Boosting Core Banking Efficiency with NVIDIA’s Agentic AI-Powered Virtual Assistants

May 12, 2025

By: Tarun Kapoor, Chief Architect, BFS AI Solutions Lead

Core banking platforms like Temenos Transact, FIS® Systematics, Fiserv DNA, Thought Machine, and Oracle FLEXCUBE are the digital backbone of modern banking. They power mission-critical business and IT operations, but their advanced implementation cycles and daily operations require specialist subject matter experts (SMEs) to run efficiently.

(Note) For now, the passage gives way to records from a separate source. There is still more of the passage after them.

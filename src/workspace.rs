//! Ephemeral per-request workspace materialization (§4.1 "Workspace",
//! §3 RunRequest.files / fetch_files).
//!
//! New module, grounded on `isobox`'s `FileManager::write_code_file` (plain
//! `fs::write` under a scratch dir, metadata check after write, best-effort
//! `remove_dir_all` on cleanup) generalized from "one code file" to the full
//! `files` map, plus the teacher's `anyhow::Context`-on-every-step idiom.

use anyhow::{Context, Result};
use base64::Engine as _;
use std::collections::HashMap;
use std::path::{Path, PathBuf};
use tracing::warn;
use uuid::Uuid;

use crate::types::FileMap;

/// A file whose value is exactly this sentinel is skipped during
/// materialization rather than written as literal text (§3, §6).
pub const IGNORE_THIS_FILE: &str = "IGNORE_THIS_FILE";

/// Create a fresh scratch directory under `root` for one request.
pub fn create(root: &Path) -> Result<PathBuf> {
    let dir = root.join(format!("run-{}", Uuid::new_v4()));
    std::fs::create_dir_all(&dir).with_context(|| format!("creating workspace {}", dir.display()))?;
    Ok(dir)
}

/// Write every entry of `files` under `cwd`. Values are base64-encoded
/// (§3 RunRequest.files); `None` and `IGNORE_THIS_FILE` entries are skipped
/// so clients can submit a sparse overlay without deleting unrelated
/// requests' files (§3, §6 idempotent composition).
pub fn materialize(cwd: &Path, files: &FileMap) -> Result<()> {
    for (rel_path, value) in files {
        let Some(encoded) = value else {
            continue;
        };
        if encoded == IGNORE_THIS_FILE {
            continue;
        }
        let target = resolve_within(cwd, rel_path)?;
        if let Some(parent) = target.parent() {
            std::fs::create_dir_all(parent)
                .with_context(|| format!("creating parent dir for {}", target.display()))?;
        }
        let bytes = base64::engine::general_purpose::STANDARD
            .decode(encoded)
            .with_context(|| format!("base64-decoding {rel_path}"))?;
        std::fs::write(&target, &bytes).with_context(|| format!("writing {}", target.display()))?;
    }
    Ok(())
}

/// Read back every path in `fetch_files` relative to `cwd`, returning a
/// plain (non-base64) map of the files that existed. Missing files are
/// silently skipped rather than erroring: a test suite writing a subset of
/// its declared outputs is not an engine failure (§3, §6).
pub fn fetch(cwd: &Path, fetch_files: &[String]) -> HashMap<String, String> {
    let mut out = HashMap::new();
    for rel_path in fetch_files {
        let target = match resolve_within(cwd, rel_path) {
            Ok(p) => p,
            Err(e) => {
                warn!(path = %rel_path, error = %e, "fetch_files path rejected");
                continue;
            }
        };
        match std::fs::read_to_string(&target) {
            Ok(content) => {
                out.insert(rel_path.clone(), content);
            }
            Err(e) if e.kind() == std::io::ErrorKind::NotFound => {}
            Err(e) => warn!(path = %rel_path, error = %e, "failed to read back fetch_files entry"),
        }
    }
    out
}

/// Reject any path that would escape `cwd` via `..` or an absolute
/// component — a request's `files`/`fetch_files` keys are untrusted input
/// (§7 trust boundary).
fn resolve_within(cwd: &Path, rel_path: &str) -> Result<PathBuf> {
    let candidate = Path::new(rel_path);
    if candidate.is_absolute() {
        anyhow::bail!("absolute paths are not allowed: {rel_path}");
    }
    if candidate.components().any(|c| matches!(c, std::path::Component::ParentDir)) {
        anyhow::bail!("path traversal is not allowed: {rel_path}");
    }
    Ok(cwd.join(candidate))
}

/// In `none` isolation mode there is no chroot/overlay boundary, so the
/// workspace is instead hardened by dropping world/group write and running
/// the child under an unprivileged uid (§4.1 "none mode hardening", §9).
pub fn harden_for_none_mode(cwd: &Path, uid: Option<u32>) -> Result<()> {
    use std::os::unix::fs::PermissionsExt;
    let mut perms = std::fs::metadata(cwd).context("stat workspace for hardening")?.permissions();
    perms.set_mode(0o755);
    std::fs::set_permissions(cwd, perms).context("chmod workspace for hardening")?;
    if let Some(uid) = uid {
        let uid = nix::unistd::Uid::from_raw(uid);
        nix::unistd::chown(cwd, Some(uid), None).context("chown workspace to unprivileged uid")?;
    }
    Ok(())
}

#[cfg(test)]
mod tests {
    use super::*;

    fn b64(s: &str) -> String {
        base64::engine::general_purpose::STANDARD.encode(s)
    }

    #[test]
    fn materialize_writes_decoded_files() {
        let dir = tempfile::tempdir().unwrap();
        let mut files = FileMap::new();
        files.insert("a.txt".to_string(), Some(b64("hello")));
        materialize(dir.path(), &files).unwrap();
        assert_eq!(std::fs::read_to_string(dir.path().join("a.txt")).unwrap(), "hello");
    }

    #[test]
    fn materialize_skips_none_and_ignore_sentinel() {
        let dir = tempfile::tempdir().unwrap();
        let mut files = FileMap::new();
        files.insert("skip_none.txt".to_string(), None);
        files.insert("skip_ignored.txt".to_string(), Some(IGNORE_THIS_FILE.to_string()));
        materialize(dir.path(), &files).unwrap();
        assert!(!dir.path().join("skip_none.txt").exists());
        assert!(!dir.path().join("skip_ignored.txt").exists());
    }

    #[test]
    fn materialize_creates_nested_directories() {
        let dir = tempfile::tempdir().unwrap();
        let mut files = FileMap::new();
        files.insert("nested/dir/file.txt".to_string(), Some(b64("x")));
        materialize(dir.path(), &files).unwrap();
        assert!(dir.path().join("nested/dir/file.txt").exists());
    }

    #[test]
    fn fetch_returns_only_existing_files() {
        let dir = tempfile::tempdir().unwrap();
        std::fs::write(dir.path().join("present.txt"), "data").unwrap();
        let fetched = fetch(dir.path(), &["present.txt".to_string(), "missing.txt".to_string()]);
        assert_eq!(fetched.get("present.txt").unwrap(), "data");
        assert!(!fetched.contains_key("missing.txt"));
    }

    #[test]
    fn path_traversal_is_rejected() {
        let dir = tempfile::tempdir().unwrap();
        let mut files = FileMap::new();
        files.insert("../escape.txt".to_string(), Some(b64("x")));
        assert!(materialize(dir.path(), &files).is_err());
    }

    #[test]
    fn absolute_paths_are_rejected() {
        let dir = tempfile::tempdir().unwrap();
        let mut files = FileMap::new();
        files.insert("/etc/passwd".to_string(), Some(b64("x")));
        assert!(materialize(dir.path(), &files).is_err());
    }
}
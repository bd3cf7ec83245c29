//! Configuration: CLI surface + YAML config file, merged into one immutable
//! `EngineConfig` passed into the engine at construction (design note §9:
//! "Dynamic config & singletons → explicit config value").
//!
//! Generalizes the teacher's `config.rs`, which read `[tool.pytest_env]`
//! out of `pyproject.toml` with `toml` and parsed CLI flags with `clap`.
//! Here the CLI selects a YAML file (`SANDBOX_CONFIG`, §6) instead of a
//! fixed `pyproject.toml`, loaded with `serde_yaml`.

use clap::Parser;
use serde::Deserialize;
use std::fs;
use std::path::{Path, PathBuf};

/// Sandbox Engine CLI.
#[derive(Parser, Debug)]
#[command(name = "sandbox-engine", version, about = "Multi-language code execution sandbox")]
pub struct Cli {
    /// Config name under `config/`, or a path to a YAML file. Also:
    /// SANDBOX_CONFIG env var (§6).
    #[arg(long, env = "SANDBOX_CONFIG", default_value = "local")]
    pub config: String,

    /// TCP port to bind the HTTP API on.
    #[arg(long, default_value_t = 8080)]
    pub port: u16,
}

/// Isolation strategy selected statically at startup (§4.1).
#[derive(Debug, Clone, Copy, PartialEq, Eq, Deserialize, Default)]
#[serde(rename_all = "snake_case")]
pub enum IsolationMode {
    /// No isolation; best-effort cleanup only.
    #[default]
    None,
    /// overlayfs + chroot + cgroups + netns.
    Lite,
}

/// Resource limits applied per request in `lite` mode (§4.1).
#[derive(Debug, Clone, Deserialize)]
#[serde(default)]
pub struct ResourceLimits {
    pub memory_bytes: u64,
    pub cpu_limit: f64,
}

impl Default for ResourceLimits {
    fn default() -> Self {
        Self {
            memory_bytes: 4 * 1024 * 1024 * 1024,
            cpu_limit: 1.0,
        }
    }
}

/// Everything the engine needs, loaded once and passed by reference/Arc.
#[derive(Debug, Clone, Deserialize)]
#[serde(default)]
pub struct EngineConfig {
    pub isolation_mode: IsolationMode,
    pub resource_limits: ResourceLimits,
    /// Disable PID-namespace isolation; Lean needs host PID 1 visible
    /// (§9 open question — preserved verbatim, default off).
    pub disable_pid_namespace_for_lean: bool,
    /// §4.3: when isolation is `none`, chmod the workspace 0777 and switch
    /// the child's uid as best-effort hardening on shared hosts.
    pub set_uid: Option<u32>,
    /// Sweep for orphaned workload processes after every run (§4.2 step 2).
    pub sweep_orphans: bool,
    /// Verify /bin/bash integrity against `expected_bash_md5` after every
    /// run (§4.2 step 3, §9 — only meaningful if the sandbox image ships
    /// bash and `expected_bash_md5` is set; otherwise the check is skipped).
    pub verify_bash_integrity: bool,
    /// MD5 of the bundled `/bin/bash` the image is expected to ship.
    /// Required for `verify_bash_integrity` to actually check anything —
    /// there is no built-in digest to fall back to.
    pub expected_bash_md5: Option<String>,
    /// Base private range to slice subnets from (§4.1): 172.16.0.0/12.
    pub subnet_base: String,
    pub subnet_prefix_len: u8,
    /// cuda/python_gpu compile concurrency cap (§4.4, §5).
    pub gpu_compile_concurrency: usize,
    /// cuda/python_gpu run concurrency cap; 1 enforces GPU exclusivity.
    pub gpu_run_concurrency: usize,
    /// Root directory for ephemeral per-request workspaces.
    pub tmp_root: PathBuf,
    /// Root directory holding shared, read-only toolchain caches (node_modules,
    /// Mathlib, JUnit jars) that adapters symlink into workspaces (§4.4).
    pub shared_cache_root: PathBuf,
}

impl Default for EngineConfig {
    fn default() -> Self {
        Self {
            isolation_mode: IsolationMode::default(),
            resource_limits: ResourceLimits::default(),
            disable_pid_namespace_for_lean: true,
            set_uid: None,
            sweep_orphans: false,
            verify_bash_integrity: false,
            expected_bash_md5: None,
            subnet_base: "172.16.0.0".to_string(),
            subnet_prefix_len: 12,
            gpu_compile_concurrency: 12,
            gpu_run_concurrency: 1,
            tmp_root: std::env::temp_dir().join("sandbox-engine"),
            shared_cache_root: PathBuf::from("/opt/sandbox-engine/cache"),
        }
    }
}

impl EngineConfig {
    /// Load `config/{name}.yaml` (or a direct path) and fall back to
    /// defaults when the file does not exist — local dev and tests should
    /// not require a config file on disk.
    pub fn load(name_or_path: &str) -> anyhow::Result<Self> {
        let candidate = Self::resolve_path(name_or_path);
        match candidate {
            Some(path) if path.exists() => {
                let contents = fs::read_to_string(&path)?;
                let config: EngineConfig = serde_yaml::from_str(&contents)?;
                Ok(config)
            }
            _ => Ok(EngineConfig::default()),
        }
    }

    fn resolve_path(name_or_path: &str) -> Option<PathBuf> {
        let direct = Path::new(name_or_path);
        if direct.extension().is_some() {
            return Some(direct.to_path_buf());
        }
        Some(PathBuf::from("config").join(format!("{name_or_path}.yaml")))
    }

    /// Worker slice suffix for the subnet pool, derived from
    /// `PYTEST_XDIST_WORKER` so parallel test runs don't collide (§6, §9
    /// open question).
    pub fn worker_slice() -> Option<u8> {
        std::env::var("PYTEST_XDIST_WORKER")
            .ok()
            .and_then(|w| w.trim_start_matches("gw").parse::<u8>().ok())
    }
}

#[cfg(test)]
mod tests {
    use super::*;

    #[test]
    fn default_config_has_sane_resource_limits() {
        let config = EngineConfig::default();
        assert_eq!(config.resource_limits.memory_bytes, 4 * 1024 * 1024 * 1024);
        assert_eq!(config.isolation_mode, IsolationMode::None);
    }

    #[test]
    fn missing_config_file_falls_back_to_default() {
        let config = EngineConfig::load("does-not-exist-anywhere").unwrap();
        assert_eq!(config.gpu_run_concurrency, 1);
    }

    #[test]
    fn load_parses_yaml_file() {
        let dir = tempfile::tempdir().unwrap();
        let path = dir.path().join("custom.yaml");
        std::fs::write(
            &path,
            "isolation_mode: lite\nresource_limits:\n  memory_bytes: 1073741824\n  cpu_limit: 2.0\n",
        )
        .unwrap();
        let config = EngineConfig::load(path.to_str().unwrap()).unwrap();
        assert_eq!(config.isolation_mode, IsolationMode::Lite);
        assert_eq!(config.resource_limits.memory_bytes, 1024 * 1024 * 1024);
    }

    #[test]
    fn worker_slice_parses_gw_prefixed_ids() {
        std::env::set_var("PYTEST_XDIST_WORKER", "gw3");
        assert_eq!(EngineConfig::worker_slice(), Some(3));
        std::env::remove_var("PYTEST_XDIST_WORKER");
    }
}
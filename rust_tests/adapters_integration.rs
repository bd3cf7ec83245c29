//! End-to-end check that an adapter's plan actually executes real code
//! when run through `orchestrator::run` in `none` isolation mode (§4.4,
//! §4.3). Only covers languages whose interpreter (`python3`, `bash`) is
//! reliably present without a toolchain image; the full language matrix is
//! covered at the unit level in `adapters.rs`.

use std::sync::Arc;

use sandbox_engine::config::EngineConfig;
use sandbox_engine::isolation::netns::SubnetPool;
use sandbox_engine::orchestrator;
use sandbox_engine::types::{FileMap, Language, RunRequest};

fn base_request(language: Language, code: &str) -> RunRequest {
    RunRequest {
        code: code.to_string(),
        language,
        stdin: None,
        files: FileMap::new(),
        fetch_files: Vec::new(),
        compile_timeout: 10.0,
        run_timeout: 10.0,
    }
}

#[tokio::test]
async fn python_print_succeeds_end_to_end() {
    let mut config = EngineConfig::default();
    config.tmp_root = std::env::temp_dir().join(format!("sandbox-engine-test-{}", uuid::Uuid::new_v4()));
    let pool = Arc::new(SubnetPool::new("172.16.0.0", 12, None));

    let request = base_request(Language::Python, "print(123)");
    let result = orchestrator::run(&config, &pool, request).await.unwrap();

    assert_eq!(result.status, sandbox_engine::types::RunStatus::Success);
    assert_eq!(result.run_result.unwrap().stdout.as_deref(), Some("123\n"));
}

#[tokio::test]
async fn python_nonzero_exit_reports_failed_status() {
    let mut config = EngineConfig::default();
    config.tmp_root = std::env::temp_dir().join(format!("sandbox-engine-test-{}", uuid::Uuid::new_v4()));
    let pool = Arc::new(SubnetPool::new("172.16.0.0", 12, None));

    let request = base_request(Language::Python, "import sys\nsys.exit(1)");
    let result = orchestrator::run(&config, &pool, request).await.unwrap();

    assert_eq!(result.status, sandbox_engine::types::RunStatus::Failed);
}

#[tokio::test]
async fn fetch_files_reads_back_a_file_written_by_the_submission() {
    let mut config = EngineConfig::default();
    config.tmp_root = std::env::temp_dir().join(format!("sandbox-engine-test-{}", uuid::Uuid::new_v4()));
    let pool = Arc::new(SubnetPool::new("172.16.0.0", 12, None));

    let mut request = base_request(Language::Bash, "echo hi > out.txt");
    request.fetch_files = vec!["out.txt".to_string()];
    let result = orchestrator::run(&config, &pool, request).await.unwrap();

    assert_eq!(result.files.get("out.txt").unwrap(), "hi\n");
}

#[tokio::test]
async fn stdin_reaches_the_run_phase() {
    let mut config = EngineConfig::default();
    config.tmp_root = std::env::temp_dir().join(format!("sandbox-engine-test-{}", uuid::Uuid::new_v4()));
    let pool = Arc::new(SubnetPool::new("172.16.0.0", 12, None));

    let mut request = base_request(Language::Python, "print(input())");
    request.stdin = Some("from stdin\n".to_string());
    let result = orchestrator::run(&config, &pool, request).await.unwrap();

    assert_eq!(result.run_result.unwrap().stdout.as_deref(), Some("from stdin\n"));
}
//! End-to-end checks of `check_stdio_cases` (§4.6): real subprocess runs
//! across multiple stdio cases, short-circuiting on first failure unless
//! `run_all_cases` is set.

use std::sync::Arc;

use sandbox_engine::config::EngineConfig;
use sandbox_engine::evaluator::check_stdio_cases;
use sandbox_engine::isolation::netns::SubnetPool;
use sandbox_engine::types::{EvaluatorConfig, FileMap, Language, RunRequest, StdioCase, StdioInput};

fn echo_request() -> RunRequest {
    RunRequest {
        code: "print(input())".to_string(),
        language: Language::Python,
        stdin: None,
        files: FileMap::new(),
        fetch_files: Vec::new(),
        compile_timeout: 10.0,
        run_timeout: 10.0,
    }
}

fn fresh_config() -> EngineConfig {
    let mut config = EngineConfig::default();
    config.tmp_root = std::env::temp_dir().join(format!("sandbox-engine-eval-{}", uuid::Uuid::new_v4()));
    config
}

#[tokio::test]
async fn all_passing_cases_report_pass() {
    let config = fresh_config();
    let pool = Arc::new(SubnetPool::new("172.16.0.0", 12, None));
    let evaluator_config = EvaluatorConfig::default();

    let cases = vec![
        StdioCase { input: StdioInput { stdin: Some("hi\n".to_string()) }, expected_stdout: "hi\n".to_string(), lower_cmp: false },
        StdioCase { input: StdioInput { stdin: Some("there\n".to_string()) }, expected_stdout: "there\n".to_string(), lower_cmp: false },
    ];

    let outcomes = check_stdio_cases(&config, &pool, &evaluator_config, &echo_request(), &cases).await.unwrap();
    assert_eq!(outcomes.len(), 2);
    assert!(outcomes.iter().all(|o| o.passed));
}

#[tokio::test]
async fn short_circuit_stops_after_the_first_failure_at_concurrency_one() {
    let config = fresh_config();
    let pool = Arc::new(SubnetPool::new("172.16.0.0", 12, None));
    let evaluator_config = EvaluatorConfig { max_runner_concurrency: 1, ..EvaluatorConfig::default() };

    let cases = vec![
        StdioCase { input: StdioInput { stdin: Some("hi\n".to_string()) }, expected_stdout: "hi\n".to_string(), lower_cmp: false },
        StdioCase { input: StdioInput { stdin: Some("nope\n".to_string()) }, expected_stdout: "wrong\n".to_string(), lower_cmp: false },
        StdioCase { input: StdioInput { stdin: Some("there\n".to_string()) }, expected_stdout: "there\n".to_string(), lower_cmp: false },
    ];

    let outcomes = check_stdio_cases(&config, &pool, &evaluator_config, &echo_request(), &cases).await.unwrap();
    assert_eq!(outcomes.len(), 2, "the third case must never be launched once the second fails");
    assert!(outcomes[0].passed);
    assert!(!outcomes[1].passed);
}

#[tokio::test]
async fn a_failing_case_is_reported_as_not_passed() {
    let config = fresh_config();
    let pool = Arc::new(SubnetPool::new("172.16.0.0", 12, None));
    let evaluator_config = EvaluatorConfig::default();

    let cases = vec![StdioCase {
        input: StdioInput { stdin: Some("hi\n".to_string()) },
        expected_stdout: "wrong\n".to_string(),
        lower_cmp: false,
    }];

    let outcomes = check_stdio_cases(&config, &pool, &evaluator_config, &echo_request(), &cases).await.unwrap();
    assert_eq!(outcomes.len(), 1);
    assert!(!outcomes[0].passed);
}
//! End-to-end checks of `none`-mode isolation (§4.1): the wrapper command
//! `prepare` produces actually executes the inner command when handed to a
//! real shell. `lite` mode requires cgroups/netns/chroot privileges not
//! available in a generic test environment, so it is covered by the unit
//! tests inside `isolation/mod.rs` instead.

use std::sync::Arc;

use sandbox_engine::config::EngineConfig;
use sandbox_engine::isolation::{netns::SubnetPool, prepare};
use sandbox_engine::lifecycle::RequestGuard;

#[test]
fn none_mode_wrapper_runs_inner_command_under_the_given_cwd() {
    let dir = tempfile::tempdir().unwrap();
    std::fs::write(dir.path().join("marker.txt"), "present").unwrap();

    let config = EngineConfig::default();
    let guard = Arc::new(RequestGuard::new());
    let pool = Arc::new(SubnetPool::new("172.16.0.0", 12, None));

    let cmd = prepare(&config, &guard, &pool, dir.path(), "cat marker.txt", true, false).unwrap();

    let output = std::process::Command::new(&cmd.program).args(&cmd.args).output().unwrap();
    assert!(output.status.success());
    assert_eq!(String::from_utf8_lossy(&output.stdout), "present");
}

#[test]
fn none_mode_wrapper_propagates_nonzero_exit() {
    let dir = tempfile::tempdir().unwrap();
    let config = EngineConfig::default();
    let guard = Arc::new(RequestGuard::new());
    let pool = Arc::new(SubnetPool::new("172.16.0.0", 12, None));

    let cmd = prepare(&config, &guard, &pool, dir.path(), "exit 3", true, false).unwrap();
    let status = std::process::Command::new(&cmd.program).args(&cmd.args).status().unwrap();
    assert_eq!(status.code(), Some(3));
}

#[test]
fn guard_drop_removes_tracked_workspace_after_isolation_setup() {
    let dir = tempfile::tempdir().unwrap();
    let workspace = dir.path().join("workspace");
    std::fs::create_dir_all(&workspace).unwrap();

    let config = EngineConfig::default();
    let pool = Arc::new(SubnetPool::new("172.16.0.0", 12, None));
    {
        let guard = Arc::new(RequestGuard::new());
        guard.track_workspace(workspace.clone());
        let _cmd = prepare(&config, &guard, &pool, &workspace, "true", true, false).unwrap();
    }
    assert!(!workspace.exists());
}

This blog explores how banks can apply generative AI and agentic AI through NVIDIA AI Enterprise to streamline operations, reduce manual overhead, and enhance productivity across core banking systems.

The opportunity

Different banking users, such as branch users, customer operations, business analysts, engineers, and IT operations, need extensive training and access to manuals and SMEs to utilize core banking platforms efficiently.

Persona	What slows them down
Branch banking users	Can reduce reliance on lengthy manuals for basic actions, enabling faster service and minimizing errors.
IT ops users	Can gain greater platform visibility to resolve high-severity incidents faster and more independently.
Engineering teams	Can leverage internal knowledge and targeted SME inputs to identify and address system gaps more efficiently, accelerating agile change implementation. Why fine-tuning?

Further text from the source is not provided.